[Stored items]:
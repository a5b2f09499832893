use axum::http::{StatusCode, header};
use axum::response::{IntoResponse, Response};
use bytes::{Bytes, BytesMut};

use crate::relay::ResponseSink;

/// Buffers encoded frames and renders them as the body of the HTTP reply.
///
/// The transport status is always 200; the relayed status lives inside the
/// encoded response event.
#[derive(Debug, Default)]
pub struct HttpEventSink {
    buffer: BytesMut,
}

impl HttpEventSink {
    pub fn new() -> Self {
        Self::default()
    }

    pub fn len(&self) -> usize {
        self.buffer.len()
    }

    pub fn is_empty(&self) -> bool {
        self.buffer.is_empty()
    }
}

impl ResponseSink for HttpEventSink {
    fn max_package_size(&self) -> i64 {
        -1
    }

    fn send(&mut self, chunk: Bytes) {
        self.buffer.extend_from_slice(&chunk);
    }
}

impl IntoResponse for HttpEventSink {
    fn into_response(self) -> Response {
        let body = self.buffer.freeze();
        (
            StatusCode::OK,
            [
                (
                    header::CONTENT_TYPE,
                    mime::APPLICATION_OCTET_STREAM.essence_str().to_string(),
                ),
                (header::CONTENT_LENGTH, body.len().to_string()),
            ],
            body,
        )
            .into_response()
    }
}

[What to work on]:
The lines from the one with "impl IntoResponse for" through the final line of the data are to be reproduced exactly, both included, with no other lines.

[Result]:
impl IntoResponse for HttpEventSink {
    fn into_response(self) -> Response {
        let body = self.buffer.freeze();
        (
            StatusCode::OK,
            [
                (
                    header::CONTENT_TYPE,
                    mime::APPLICATION_OCTET_STREAM.essence_str().to_string(),
                ),
                (header::CONTENT_LENGTH, body.len().to_string()),
            ],
            body,
        )
            .into_response()
    }
}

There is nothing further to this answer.